2026年4月1日 社長 内村 雅紀
入社おめでとうございます。数ある企業の中から当社を選んでいただいたご縁に、心から感謝します。今日、この場に迎えた新入社員は、「総合職」として採用したお二人だけです。本日時点で社員163名、グループ全体340名の仲間が、今日という日を、そしてお二人という新しい力を心待ちにしていました。
実は、当社はこれまで毎年、事務職と総合職の両方を採用してきましたが、今年度は大きな決断をし、事務職の新卒採用を見合わせました。 これは決して、事務職が不要になったからではありません。むしろ、今この会社を支えてくれている既存の事務職社員が、DXを積極的に取り入れ、業務の効率化を進めてくれた「成果」なのです。皆さんの先輩たちが築き上げてくれたこの「盤石な土台」があるからこそ、当社は今、新たなステージへと踏み出すことができています。
ではなぜ総合職の採用は続けたかというと、総合職は、既存の枠組みの囚われずに一歩踏み出して、新たな付加価値を創り出す「攻め」の役割に100%注力してもらう必要があるからです。つまり、新入社員の二人にはDX、AIなどを駆使しながらも、人間にしかできない「変化の先を読み、顧客のニーズを深く汲み取り、新たな価値を創造する」というミッションを託します。
もちろん皆さんにだけでなく、昨年から実施している若手社員中心の未来戦略会議や昨年9月に発表した新中期経営計画2028でもこうした考えは随所に織り込まれています。今年創業87年であり、100年企業に向けたラストスパートの立役者になって欲しいと思います。
私が今日から社会人になる新入社員の皆さんに毎年伝えている「3つのこと」も、2026年バージョンに合わせてお話しします。

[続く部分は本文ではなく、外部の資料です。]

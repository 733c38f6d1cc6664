//! Environment document handling.
//!
//! - `document` - lenient, order-preserving parser on top of `dotenvy`
//! - `merge` - combines a project's `.env` with a function's `.env`

mod document;
mod merge;

pub use document::{line_key, EnvDocument};
pub use merge::{initial_env, merge_env, plan_env, separator, MergeResult, DISABLED_PREFIX};
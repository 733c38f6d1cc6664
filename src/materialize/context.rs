use std::path::PathBuf;

use crate::envfile::MergeResult;
use crate::installer::Dependencies;

/// What the env task did to the project's environment document.
#[derive(Debug, Clone, PartialEq, Eq)]
pub struct EnvOutcome {
    pub path: PathBuf,
    /// `true` when the document did not exist and was written from scratch.
    pub created: bool,
    pub result: MergeResult,
}

/// Value produced by one task.
#[derive(Debug, Clone, PartialEq, Eq)]
pub enum TaskOutput {
    Function(PathBuf),
    Env(EnvOutcome),
    Dependencies(Dependencies),
}

/// Results of one `materialize` run, one slot per task kind.
///
/// Tasks never touch the context while running; each returns a [`TaskOutput`]
/// and the orchestrator files them into their slot after every task resolved.
#[derive(Debug, Clone, Default, PartialEq, Eq)]
pub struct TaskContext {
    pub function: Option<PathBuf>,
    pub env: Option<EnvOutcome>,
    pub dependencies: Option<Dependencies>,
}

impl TaskContext {
    pub(crate) fn record(&mut self, output: TaskOutput) {
        match output {
            TaskOutput::Function(path) => self.function = Some(path),
            TaskOutput::Env(outcome) => self.env = Some(outcome),
            TaskOutput::Dependencies(deps) => self.dependencies = Some(deps),
        }
    }

    /// Environment variables the user still has to configure.
    pub fn new_env_keys(&self) -> &[String] {
        self.env
            .as_ref()
            .map(|env| env.result.new_keys.as_slice())
            .unwrap_or(&[])
    }
}
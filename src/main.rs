use clap::Parser;
use tracing_subscriber::{layer::SubscriberExt, util::SubscriberInitExt};

use fnstamp::cli::Cli;
use fnstamp::Result;

#[tokio::main]
async fn main() -> Result<()> {
    let cli = Cli::parse();
    let default_filter = if cli.verbose { "fnstamp=debug" } else { "fnstamp=info" };

    tracing_subscriber::registry()
        .with(
            tracing_subscriber::EnvFilter::try_from_default_env()
                .unwrap_or_else(|_| default_filter.into()),
        )
        .with(tracing_subscriber::fmt::layer().without_time())
        .init();

    cli.execute().await
}
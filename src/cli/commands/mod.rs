pub mod config;
pub mod merge_env;
pub mod new;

ダーウィンの進化論が説く通り、変化への適応は生存の条件ですが、2026年の今、求められるのは変化が起こってから適応するのでなく「自ら変化を創る力」です 。AIが普及し、情報の処理スピードが飛躍的に上がる中で、営業社員の価値は単なる見積書を作成したり、モノを右から左に流す業務でなく、お客様のニーズを正確に把握した課題解決や、新しいやり方を創り出すことです。皆さんの若い感性で、今の状況に適応するだけなく、これから起こるべく変化を先読みする力、変化を創り出す力も養って欲しいと思います。

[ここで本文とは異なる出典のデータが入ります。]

use std::path::{Path, PathBuf};
use std::time::Duration;

use serde::{Deserialize, Serialize};

use crate::error::{FnStampError, Result};
use crate::installer::PackageManagerPreference;

#[derive(Debug, Clone, PartialEq, Serialize, Deserialize)]
pub struct AppConfig {
    /// Directory, relative to the target project, that holds function code.
    #[serde(default = "default_functions_dir")]
    pub functions_dir: String,
    /// Extension of materialized function files (without the dot).
    #[serde(default = "default_source_extension")]
    pub source_extension: String,
    /// Name of the environment document in the target project.
    #[serde(default = "default_env_file")]
    pub env_file: String,
    #[serde(default)]
    pub package_manager: PackageManagerPreference,
    #[serde(default = "default_http_timeout")]
    pub http_timeout_secs: u64,
    #[serde(default = "default_user_agent")]
    pub user_agent: String,
}

fn default_functions_dir() -> String {
    "functions".to_string()
}

fn default_source_extension() -> String {
    "js".to_string()
}

fn default_env_file() -> String {
    ".env".to_string()
}

fn default_http_timeout() -> u64 {
    30
}

fn default_user_agent() -> String {
    format!("fnstamp/{}", env!("CARGO_PKG_VERSION"))
}

impl Default for AppConfig {
    fn default() -> Self {
        Self {
            functions_dir: default_functions_dir(),
            source_extension: default_source_extension(),
            env_file: default_env_file(),
            package_manager: PackageManagerPreference::Auto,
            http_timeout_secs: default_http_timeout(),
            user_agent: default_user_agent(),
        }
    }
}

impl AppConfig {
    pub fn config_dir() -> Result<PathBuf> {
        let base = dirs::config_dir()
            .ok_or_else(|| FnStampError::Config("Could not determine config directory".to_string()))?;
        Ok(base.join("fnstamp"))
    }

    pub fn config_path() -> Result<PathBuf> {
        Ok(Self::config_dir()?.join("config.yaml"))
    }

    /// Load the user config, falling back to defaults when no file exists.
    pub fn load() -> Result<Self> {
        let path = Self::config_path()?;
        let mut config = Self::load_from(&path)?;
        config.apply_env_overrides();
        config.validate()?;
        Ok(config)
    }

    pub fn load_from(path: &Path) -> Result<Self> {
        if !path.exists() {
            tracing::debug!(path = %path.display(), "No config file, using defaults");
            return Ok(Self::default());
        }

        let content = std::fs::read_to_string(path)?;
        serde_yaml::from_str(&content)
            .map_err(|e| FnStampError::Config(format!("Invalid config {}: {}", path.display(), e)))
    }

    fn apply_env_overrides(&mut self) {
        if let Ok(value) = std::env::var("FNSTAMP_PACKAGE_MANAGER") {
            match value.parse::<PackageManagerPreference>() {
                Ok(pref) => self.package_manager = pref,
                Err(_) => tracing::warn!(value, "Ignoring unknown FNSTAMP_PACKAGE_MANAGER"),
            }
        }

        if let Ok(value) = std::env::var("FNSTAMP_HTTP_TIMEOUT") {
            match value.trim().parse::<u64>() {
                Ok(secs) => self.http_timeout_secs = secs,
                Err(_) => tracing::warn!(value, "Ignoring invalid FNSTAMP_HTTP_TIMEOUT"),
            }
        }
    }

    pub fn save(&self) -> Result<()> {
        self.save_to(&Self::config_path()?)
    }

    pub fn save_to(&self, path: &Path) -> Result<()> {
        if let Some(parent) = path.parent() {
            std::fs::create_dir_all(parent)?;
        }

        let content = serde_yaml::to_string(self)
            .map_err(|e| FnStampError::Config(format!("Failed to serialize config: {}", e)))?;

        std::fs::write(path, content)?;
        Ok(())
    }

    /// Validate the configuration.
    pub fn validate(&self) -> Result<()> {
        let ext = &self.source_extension;
        if ext.is_empty() || ext.starts_with('.') || ext.contains(['/', '\\']) {
            return Err(FnStampError::Config(format!(
                "Invalid source_extension '{}'. Use a bare extension like 'js' or 'ts'",
                ext
            )));
        }

        if self.functions_dir.is_empty() || Path::new(&self.functions_dir).is_absolute() {
            return Err(FnStampError::Config(format!(
                "Invalid functions_dir '{}'. It must be a relative path",
                self.functions_dir
            )));
        }

        if self.env_file.is_empty() || self.env_file.contains(['/', '\\']) {
            return Err(FnStampError::Config(format!(
                "Invalid env_file '{}'. It must be a plain file name",
                self.env_file
            )));
        }

        if self.http_timeout_secs == 0 {
            return Err(FnStampError::Config(
                "http_timeout_secs must be greater than zero".to_string(),
            ));
        }

        Ok(())
    }

    pub fn http_timeout(&self) -> Duration {
        Duration::from_secs(self.http_timeout_secs)
    }
}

江戸時代の寺子屋から続く言葉ですが、その意味を進化させる必要があります。 つまり「読み書きそろばん」はAI時代の知的基礎体力にもなります。今の「読み」とは情報の真偽を見抜く力、「書き」とは共感を生むために相手の立場にたって書く文章力、「そろばん」とはAIやDXで計算された結果に対して違和感(外れ値)を察知する直感力や、データから未来の潮流を読み解く力です。この「人間ならではの考える力や五感」を養うため、今年も図書券を贈ります。AIが出す答えの先にある、皆さん自身の「視座」を本を通じて磨いてください。
安全と健康は最後に述べていますが一番大事なことです。会社にとって社員の安全と健康が一番大事であることを忘れないでください。本日から自転車の交通ルール改正もあり、身近な安全や社会人としての規律ある行動、安全・法令遵守は当然です。加えて、会社は社員の皆さんの心理的安全性にも十分注意します。毎年、ここにいる経営幹部、配属後の部署の先輩や上司がしっかりサポートしますのと伝えていますが、これは皆さん自身が一人で何か問題を背負い込む必要なく、クリエイティブな挑戦を積極的に、失敗を恐れずやってみて下さい。そして分からないときは、いつでも周りの先輩や私を頼ってください。皆さんが安心して一歩を踏み出せる「心理的安全性」の高い組織であることを、私が責任を持って保証します。
今年の入社式は桜も満開で、お二人の門出を祝福しています。今日は皆さんの社会人としての原点となる日ですので、 この美しい光景と、今感じている緊張感、そして私たちが皆さんを歓迎しているこの熱量を、しっかりと胸に刻んでください。 これから共に、Uchimuraグループの新しい歴史を作っていきましょう。今日から、どうぞ宜しくお願いします!